The Event Sourcing – ES model is a design pattern where the state of an object is stored as a sequence of events. It differs from conventional design patterns, which typically only store the final state of an object.


When an object is changed, it corresponds to a versioned event storing the object’s change data. These events are stored in an “append-only” fashion in a table structure called the event store. Storing these change events brings several benefits:

  1. Preserving the change history of objects.
  2. If the events are sent to other systems, those systems can generate the accurate final state of the original object. Therefore, easy integration with other systems is facilitated.
  3. Based on the published events, a separate storage can be built for the read side, optimizing data retrieval speed.

Event Bus – Kafka – MySQL Binlog.

The versioned events of objects, if sent, make it easy for the system to integrate with many other systems. The Event Bus is the logic term for a transmission line containing all versioned events in the form of a stream. Consumers can simply subscribe to the event bus to receive events for processing.

Events are stored in a MySQL database. All changes in the database are logged by MySQL into a log file called binlog. By extracting MySQL’s binlog, the system can capture every event generated for transmission.

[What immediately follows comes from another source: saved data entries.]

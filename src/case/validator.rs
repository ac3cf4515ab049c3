use crate::error::CaseError;
use serde_json::Value;

/// Anything that may be handed to a case conversion.
///
/// Plain strings always pass the type check. Dynamic values (JSON, optional
/// fields) report the runtime type they actually carry, so a missing field
/// fails as `undefined` and a JSON number as `number`.
pub trait CaseInput {
    fn as_text(&self) -> Result<&str, CaseError>;
}

impl CaseInput for str {
    fn as_text(&self) -> Result<&str, CaseError> {
        Ok(self)
    }
}

impl CaseInput for String {
    fn as_text(&self) -> Result<&str, CaseError> {
        Ok(self.as_str())
    }
}

impl CaseInput for Value {
    fn as_text(&self) -> Result<&str, CaseError> {
        match self {
            Value::String(s) => Ok(s.as_str()),
            other => Err(CaseError::InvalidType {
                received: json_type_name(other),
            }),
        }
    }
}

impl<T: CaseInput> CaseInput for Option<T> {
    fn as_text(&self) -> Result<&str, CaseError> {
        match self {
            Some(inner) => inner.as_text(),
            None => Err(CaseError::InvalidType {
                received: "undefined",
            }),
        }
    }
}

impl<T: CaseInput + ?Sized> CaseInput for &T {
    fn as_text(&self) -> Result<&str, CaseError> {
        (**self).as_text()
    }
}

fn json_type_name(value: &Value) -> &'static str {
    match value {
        Value::Null => "null",
        Value::Bool(_) => "boolean",
        Value::Number(_) => "number",
        Value::String(_) => "string",
        Value::Array(_) => "array",
        Value::Object(_) => "object",
    }
}

/// Check that `input` is a string with something other than whitespace in it.
///
/// The empty string is accepted and returned unchanged.
pub fn validate<I: CaseInput + ?Sized>(input: &I) -> Result<&str, CaseError> {
    let text = input.as_text()?;

    if !text.is_empty() && text.trim().is_empty() {
        return Err(CaseError::WhitespaceOnly);
    }

    Ok(text)
}
use anyhow::Result;
use clap::{CommandFactory, Parser};
use clap_complete::{generate, Shell};
use recase::cli::output::OutputFormat;
use recase::config::Overrides;
use recase::{cli, CaseStyle, Config, ConversionReport};
use std::io;
use std::path::PathBuf;

#[derive(Parser, Debug)]
#[command(name = "recase")]
#[command(version, about = "Convert text to camelCase, kebab-case, dot.case and more", long_about = None)]
struct Cli {
    /// Strings to convert (reads lines from stdin when none are given).
    /// A first input named `tokens` or `styles` runs that subcommand; put
    /// such an input after another one or in a --file to convert it.
    #[arg(value_name = "INPUTS")]
    inputs: Vec<String>,

    /// Target case style (camel, kebab, dot, snake, pascal, constant)
    #[arg(short, long)]
    style: Option<CaseStyle>,

    /// Read inputs line by line from a file
    #[arg(short = 'f', long = "file", value_name = "PATH")]
    files: Vec<PathBuf>,

    /// Output format (text, json)
    #[arg(short = 'o', long, default_value = "text")]
    format: OutputFormat,

    /// Skip empty and whitespace-only lines from files or stdin
    #[arg(long)]
    skip_blank: bool,

    /// Disable colored output
    #[arg(long)]
    no_color: bool,

    /// Exit with code 0 even if some inputs are rejected
    #[arg(long)]
    no_fail: bool,

    /// Log debug output to stderr
    #[arg(short, long)]
    verbose: bool,

    /// Generate shell completion script
    #[arg(long, value_name = "SHELL")]
    completion: Option<Shell>,

    #[command(subcommand)]
    command: Option<Commands>,
}

#[derive(Parser, Debug)]
enum Commands {
    /// Show how an input is split into tokens
    Tokens {
        /// Text to tokenize
        input: String,
    },
    /// List supported case styles
    Styles,
}

fn main() -> Result<()> {
    let cli = Cli::parse();

    cli::logging::init(cli.verbose);

    // Handle shell completion generation
    if let Some(shell) = cli.completion {
        let mut cmd = Cli::command();
        generate(shell, &mut cmd, "recase", &mut io::stdout());
        return Ok(());
    }

    let config = Config::load(Overrides {
        style: cli.style,
        skip_blank: cli.skip_blank,
        no_color: cli.no_color,
    })?;
    tracing::debug!(?config, "configuration loaded");

    if let Some(command) = &cli.command {
        handle_command(command, &config);
        return Ok(());
    }

    let inputs = collect_inputs(&cli, &config)?;
    let report = ConversionReport::build(inputs, config.style);

    cli::output::print_report(&report, config.style, config.color, cli.format)?;
    if cli.format == OutputFormat::Text {
        cli::output::print_summary(&report, config.color);
    }

    if report.has_failures() && !cli.no_fail {
        std::process::exit(1);
    }

    Ok(())
}

fn collect_inputs(cli: &Cli, config: &Config) -> Result<Vec<String>> {
    // Arguments are taken verbatim; only streamed lines are subject to --skip-blank
    let mut inputs = cli.inputs.clone();

    let mut lines = Vec::new();
    for path in &cli.files {
        lines.extend(cli::read_lines(path)?);
    }
    if cli.inputs.is_empty() && cli.files.is_empty() {
        lines = cli::read_stdin_lines()?;
    }

    if config.skip_blank {
        lines = cli::drop_blank(lines);
    }
    inputs.extend(lines);

    Ok(inputs)
}

fn handle_command(command: &Commands, config: &Config) {
    match command {
        Commands::Tokens { input } => match recase::validate(input.as_str()) {
            Ok(text) => {
                let tokens = recase::tokenize(text);
                cli::output::print_tokens(input, &tokens, config.color);
            }
            Err(err) => {
                cli::output::print_rejection(input, &err, config.color);
                std::process::exit(1);
            }
        },
        Commands::Styles => {
            cli::output::print_styles(config.color);
        }
    }
}
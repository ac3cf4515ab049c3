pub mod logging;
pub mod output;

use anyhow::{Context, Result};
use std::fs;
use std::io::{self, BufRead};
use std::path::Path;

/// Read inputs line by line from `path`.
pub fn read_lines(path: &Path) -> Result<Vec<String>> {
    let content = fs::read_to_string(path)
        .with_context(|| format!("Failed to read input file: {}", path.display()))?;
    Ok(content.lines().map(str::to_string).collect())
}

pub fn read_stdin_lines() -> Result<Vec<String>> {
    io::stdin()
        .lock()
        .lines()
        .collect::<io::Result<Vec<_>>>()
        .context("Failed to read from stdin")
}

/// Drop empty and whitespace-only lines.
pub fn drop_blank(lines: Vec<String>) -> Vec<String> {
    lines.into_iter().filter(|l| !l.trim().is_empty()).collect()
}
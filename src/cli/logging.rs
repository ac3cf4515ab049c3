use tracing_subscriber::EnvFilter;

/// Install the stderr subscriber. `RUST_LOG` wins over `verbose`.
pub fn init(verbose: bool) {
    let default_level = if verbose { "debug" } else { "warn" };

    let filter = EnvFilter::try_from_default_env()
        .or_else(|_| EnvFilter::try_new(default_level))
        .unwrap_or_else(|_| EnvFilter::new("warn"));

    // A second init (tests, embedding) is not an error worth surfacing
    let _ = tracing_subscriber::fmt()
        .with_env_filter(filter)
        .with_writer(std::io::stderr)
        .with_target(false)
        .compact()
        .try_init();
}
pub mod calendar;
pub mod charges;
pub mod config;
pub mod decimal;
pub mod errors;
pub mod events;
pub mod ledger;
pub mod overdue;
pub mod payments;
pub mod statement;
pub mod store;
pub mod telemetry;
pub mod types;

// re-export key types
pub use charges::{BillingSchedule, Charge, ChargeBalance, ChargeRequest, ScheduledCharge};
pub use config::{ConcurrencyConfig, LedgerConfig, PricingConfig};
pub use decimal::{Money, Percentage};
pub use errors::{LedgerError, Result};
pub use events::{Event, EventStore};
pub use ledger::CommunityLedger;
pub use overdue::{NoSurcharge, OverdueSweeper, PricingLookup, SurchargePolicy, SweepReport};
pub use payments::{Allocation, AllocationEngine, AllocationLine, Payment, PaymentRequest};
pub use statement::{
    build_statement, Statement, StatementEntryKind, StatementLine, StatementSummary,
};
pub use store::{ChangeSet, CommitError, LedgerSnapshot, LedgerStore, MemoryStore, RecordFilter};
pub use telemetry::init_tracing;
pub use types::{
    AllocationId, ChargeId, ChargeStatus, CommunityId, ContractId, LedgerScope, PaymentId,
    PaymentMethod,
};

// re-export external dependencies that users will need
pub use chrono;
pub use hourglass_rs::{SafeTimeProvider, TimeSource};
pub use rust_decimal::Decimal;
pub use uuid::Uuid;
use std::collections::HashMap;

use serde::{Deserialize, Serialize};

use crate::errors::{LedgerError, Result};
use crate::overdue::{PricingLookup, SurchargePolicy};
use crate::types::CommunityId;

/// default number of commit attempts before giving up with `ConcurrentUpdate`
pub const DEFAULT_MAX_COMMIT_ATTEMPTS: u32 = 3;

/// ledger configuration
#[derive(Debug, Clone, Default, PartialEq, Serialize, Deserialize)]
#[serde(default)]
pub struct LedgerConfig {
    pub concurrency: ConcurrencyConfig,
    pub pricing: PricingConfig,
}

/// optimistic concurrency settings
#[derive(Debug, Clone, PartialEq, Eq, Serialize, Deserialize)]
#[serde(default)]
pub struct ConcurrencyConfig {
    /// attempts per operation, including the first
    pub max_commit_attempts: u32,
}

/// surcharge pricing per community
#[derive(Debug, Clone, Default, PartialEq, Serialize, Deserialize)]
#[serde(default)]
pub struct PricingConfig {
    /// applied to communities without an override
    pub default_surcharge: Option<SurchargePolicy>,
    pub community_surcharges: HashMap<CommunityId, SurchargePolicy>,
    /// communities exempt from surcharges regardless of the default
    pub exempt_communities: Vec<CommunityId>,
}

impl Default for ConcurrencyConfig {
    fn default() -> Self {
        Self {
            max_commit_attempts: DEFAULT_MAX_COMMIT_ATTEMPTS,
        }
    }
}

impl LedgerConfig {
    /// configuration applying `policy` to every community
    pub fn with_default_surcharge(policy: SurchargePolicy) -> Self {
        Self {
            pricing: PricingConfig {
                default_surcharge: Some(policy),
                ..PricingConfig::default()
            },
            ..Self::default()
        }
    }

    /// override the surcharge for one community
    pub fn community_surcharge(
        mut self,
        community_id: CommunityId,
        policy: SurchargePolicy,
    ) -> Self {
        self.pricing.community_surcharges.insert(community_id, policy);
        self
    }

    pub fn max_commit_attempts(mut self, attempts: u32) -> Self {
        self.concurrency.max_commit_attempts = attempts;
        self
    }

    /// parse and validate a JSON configuration document
    pub fn from_json(json: &str) -> Result<Self> {
        let config: Self =
            serde_json::from_str(json).map_err(|e| LedgerError::InvalidConfiguration {
                message: e.to_string(),
            })?;
        config.validate()?;
        Ok(config)
    }

    pub fn to_json_pretty(&self) -> Result<String> {
        serde_json::to_string_pretty(self).map_err(|e| LedgerError::InvalidConfiguration {
            message: e.to_string(),
        })
    }

    pub fn validate(&self) -> Result<()> {
        if self.concurrency.max_commit_attempts == 0 {
            return Err(LedgerError::InvalidConfiguration {
                message: "max_commit_attempts must be at least 1".to_string(),
            });
        }
        if let Some(policy) = &self.pricing.default_surcharge {
            policy.validate()?;
        }
        for policy in self.pricing.community_surcharges.values() {
            policy.validate()?;
        }
        Ok(())
    }
}

impl PricingLookup for PricingConfig {
    fn surcharge_policy(&self, community_id: CommunityId) -> Option<SurchargePolicy> {
        if self.exempt_communities.contains(&community_id) {
            return None;
        }
        self.community_surcharges
            .get(&community_id)
            .copied()
            .or(self.default_surcharge)
    }
}

impl PricingLookup for LedgerConfig {
    fn surcharge_policy(&self, community_id: CommunityId) -> Option<SurchargePolicy> {
        self.pricing.surcharge_policy(community_id)
    }
}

Kafka is a log-based message broker that allows storing and sending events in the order they are sent. Therefore, it is the best choice for storing the event bus layer.

Overall Architecture.

At this point, the system’s picture has become clear. Each piece from model, business logic to integration has been fully assembled. It can be summarized as follows: the system will build business logic around the product model; structured according to the CQRS – ES model; using MySql Binlog; Kafka to publish change events reliably; based on the event bus, high-speed retrieval structures like Elastic, MongoDB will be built, as well as integration with other systems.

Conclusion.

Designing a product catalog management system in ecommerce requires achieving multiple objectives simultaneously, with a consistent and coherent vision. From the application level to the system level, there must be seamless integration. All aim at achieving two important objectives:

  1. Handling complex business processes.
  2. Ensuring system performance and stability.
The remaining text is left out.